**Problem statement**. If a line of the entries below includes the word "MessageRecord", it counts; state the total and nothing further.

————

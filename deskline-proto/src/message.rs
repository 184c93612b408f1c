//! Message types shared by the console and the messaging backend.
//!
//! [`MessageRecord`] is the server-side shape of a message as it appears on
//! the wire. Locally created messages are identified by a [`TempId`] until
//! the server assigns a [`MessageId`]; [`MessageKey`] captures both states.

use chrono::{DateTime, TimeZone, Utc};
use serde::{Deserialize, Serialize};
use uuid::Uuid;

use crate::conversation::ConversationId;

/// Maximum allowed outgoing text size in bytes.
pub const MAX_TEXT_LEN: usize = 4096;

/// Server-assigned message identifier.
#[derive(Debug, Clone, Copy, PartialEq, Eq, PartialOrd, Ord, Hash, Serialize, Deserialize)]
#[serde(transparent)]
pub struct MessageId(i64);

impl MessageId {
    /// Wraps a raw server id.
    #[must_use]
    pub const fn new(id: i64) -> Self {
        Self(id)
    }

    /// Returns the raw server id.
    #[must_use]
    pub const fn get(self) -> i64 {
        self.0
    }
}

impl std::fmt::Display for MessageId {
    fn fmt(&self, f: &mut std::fmt::Formatter<'_>) -> std::fmt::Result {
        write!(f, "{}", self.0)
    }
}

/// Client-generated correlation id for an optimistically created message.
///
/// Backed by a UUID v7, so ids are unique per process and never reused.
#[derive(Debug, Clone, Copy, PartialEq, Eq, Hash, Serialize, Deserialize)]
#[serde(transparent)]
pub struct TempId(Uuid);

impl TempId {
    /// Creates a fresh time-ordered correlation id.
    #[must_use]
    pub fn new() -> Self {
        Self(Uuid::now_v7())
    }

    /// Creates a `TempId` from an existing UUID.
    #[must_use]
    pub const fn from_uuid(uuid: Uuid) -> Self {
        Self(uuid)
    }

    /// Returns the inner UUID value.
    #[must_use]
    pub const fn as_uuid(&self) -> &Uuid {
        &self.0
    }
}

impl Default for TempId {
    fn default() -> Self {
        Self::new()
    }
}

impl std::fmt::Display for TempId {
    fn fmt(&self, f: &mut std::fmt::Formatter<'_>) -> std::fmt::Result {
        write!(f, "{}", self.0)
    }
}

/// Identity of a message held by the console.
#[derive(Debug, Clone, Copy, PartialEq, Eq, Hash)]
pub enum MessageKey {
    /// Created locally, awaiting server confirmation.
    Pending(TempId),
    /// Confirmed by the server.
    Confirmed(MessageId),
}

impl MessageKey {
    /// Returns the server id, if confirmed.
    #[must_use]
    pub const fn server_id(&self) -> Option<MessageId> {
        match self {
            Self::Confirmed(id) => Some(*id),
            Self::Pending(_) => None,
        }
    }

    /// Returns the correlation id, if still pending.
    #[must_use]
    pub const fn temp_id(&self) -> Option<TempId> {
        match self {
            Self::Pending(temp) => Some(*temp),
            Self::Confirmed(_) => None,
        }
    }
}

impl std::fmt::Display for MessageKey {
    fn fmt(&self, f: &mut std::fmt::Formatter<'_>) -> std::fmt::Result {
        match self {
            Self::Pending(temp) => write!(f, "temp:{temp}"),
            Self::Confirmed(id) => write!(f, "{id}"),
        }
    }
}

/// UTC instant, RFC 3339 on the wire.
#[derive(Debug, Clone, Copy, PartialEq, Eq, PartialOrd, Ord, Hash, Serialize, Deserialize)]
#[serde(transparent)]
pub struct Timestamp(DateTime<Utc>);

impl Timestamp {
    /// Creates a timestamp for the current instant.
    #[must_use]
    pub fn now() -> Self {
        Self(Utc::now())
    }

    /// Creates a timestamp from milliseconds since the UNIX epoch.
    ///
    /// Out-of-range values clamp to the epoch.
    #[must_use]
    pub fn from_millis(millis: i64) -> Self {
        Self(Utc.timestamp_millis_opt(millis).single().unwrap_or_default())
    }

    /// Returns the timestamp as milliseconds since the UNIX epoch.
    #[must_use]
    pub fn as_millis(&self) -> i64 {
        self.0.timestamp_millis()
    }

    /// Returns the underlying `chrono` value.
    #[must_use]
    pub const fn as_datetime(&self) -> &DateTime<Utc> {
        &self.0
    }
}

impl Default for Timestamp {
    fn default() -> Self {
        Self(DateTime::<Utc>::default())
    }
}

impl From<DateTime<Utc>> for Timestamp {
    fn from(value: DateTime<Utc>) -> Self {
        Self(value)
    }
}

impl std::fmt::Display for Timestamp {
    fn fmt(&self, f: &mut std::fmt::Formatter<'_>) -> std::fmt::Result {
        write!(f, "{}", self.0.to_rfc3339())
    }
}

/// Kind of payload a message carries.
#[derive(Debug, Clone, Copy, PartialEq, Eq, Hash, Serialize, Deserialize)]
#[serde(rename_all = "lowercase")]
pub enum MessageType {
    Text,
    Image,
    Video,
    Audio,
    File,
    Sticker,
    Location,
    System,
}

impl MessageType {
    /// Whether this type carries an uploaded file.
    #[must_use]
    pub const fn is_attachment(self) -> bool {
        matches!(self, Self::Image | Self::Video | Self::Audio | Self::File)
    }
}

/// Which side of the conversation produced a message.
#[derive(Debug, Clone, Copy, PartialEq, Eq, Hash, Serialize, Deserialize)]
#[serde(rename_all = "lowercase")]
pub enum Direction {
    /// From the customer to the business.
    Incoming,
    /// From an agent to the customer.
    Outgoing,
}

/// Delivery lifecycle of a message as seen by the console.
#[derive(Debug, Clone, Copy, PartialEq, Eq, Hash, Default, Serialize, Deserialize)]
#[serde(rename_all = "lowercase")]
pub enum DeliveryStatus {
    /// Created locally, not yet confirmed.
    Pending,
    /// Confirmed by the server.
    #[default]
    Done,
    /// Rejected or never announced. Terminal.
    Failed,
}

/// File metadata attached to an image/video/audio/file message.
#[derive(Debug, Clone, PartialEq, Eq, Serialize, Deserialize)]
#[serde(rename_all = "camelCase")]
pub struct Attachment {
    /// Public URL; absent until the upload finished.
    pub url: Option<String>,
    pub file_name: String,
    pub mime_type: String,
    pub size: u64,
    pub thumbnail_url: Option<String>,
}

/// A message as stored and pushed by the server.
#[derive(Debug, Clone, PartialEq, Eq, Serialize, Deserialize)]
#[serde(rename_all = "camelCase")]
pub struct MessageRecord {
    pub id: MessageId,
    pub conversation_id: ConversationId,
    pub message_type: MessageType,
    pub direction: Direction,
    #[serde(default)]
    pub status: DeliveryStatus,
    #[serde(default, skip_serializing_if = "Option::is_none")]
    pub content: Option<String>,
    #[serde(default, skip_serializing_if = "Option::is_none")]
    pub file_url: Option<String>,
    #[serde(default, skip_serializing_if = "Option::is_none")]
    pub file_name: Option<String>,
    #[serde(default, skip_serializing_if = "Option::is_none")]
    pub file_type: Option<String>,
    #[serde(default, skip_serializing_if = "Option::is_none")]
    pub file_size: Option<u64>,
    #[serde(default, skip_serializing_if = "Option::is_none")]
    pub thumbnail_url: Option<String>,
    pub sent_at: Timestamp,
    #[serde(default)]
    pub created_at: Option<Timestamp>,
    /// Echo of the sender's correlation id for messages sent by this console.
    #[serde(default, skip_serializing_if = "Option::is_none")]
    pub temp_message_id: Option<TempId>,
}

impl MessageRecord {
    /// Collects the flat file fields into an [`Attachment`], if any are set.
    #[must_use]
    pub fn attachment(&self) -> Option<Attachment> {
        if self.file_url.is_none() && self.file_name.is_none() {
            return None;
        }
        Some(Attachment {
            url: self.file_url.clone(),
            file_name: self.file_name.clone().unwrap_or_default(),
            mime_type: self
                .file_type
                .clone()
                .unwrap_or_else(|| "application/octet-stream".to_string()),
            size: self.file_size.unwrap_or(0),
            thumbnail_url: self.thumbnail_url.clone(),
        })
    }
}

/// Error returned when outgoing text fails validation.
#[derive(Debug, Clone, PartialEq, Eq, thiserror::Error)]
pub enum ValidationError {
    /// Text is empty or whitespace only.
    #[error("message content is empty")]
    Empty,
    /// Text exceeds [`MAX_TEXT_LEN`].
    #[error("message too large ({size} bytes, max {max} bytes)")]
    TooLarge {
        /// Actual size of the content in bytes.
        size: usize,
        /// Maximum allowed size in bytes.
        max: usize,
    },
}

/// Validates outgoing text before any network interaction.
///
/// # Errors
///
/// Returns [`ValidationError::Empty`] for blank text, or
/// [`ValidationError::TooLarge`] if it exceeds [`MAX_TEXT_LEN`].
pub fn validate_text(text: &str) -> Result<(), ValidationError> {
    if text.trim().is_empty() {
        return Err(ValidationError::Empty);
    }
    if text.len() > MAX_TEXT_LEN {
        return Err(ValidationError::TooLarge {
            size: text.len(),
            max: MAX_TEXT_LEN,
        });
    }
    Ok(())
}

————

**Exercise response**. 3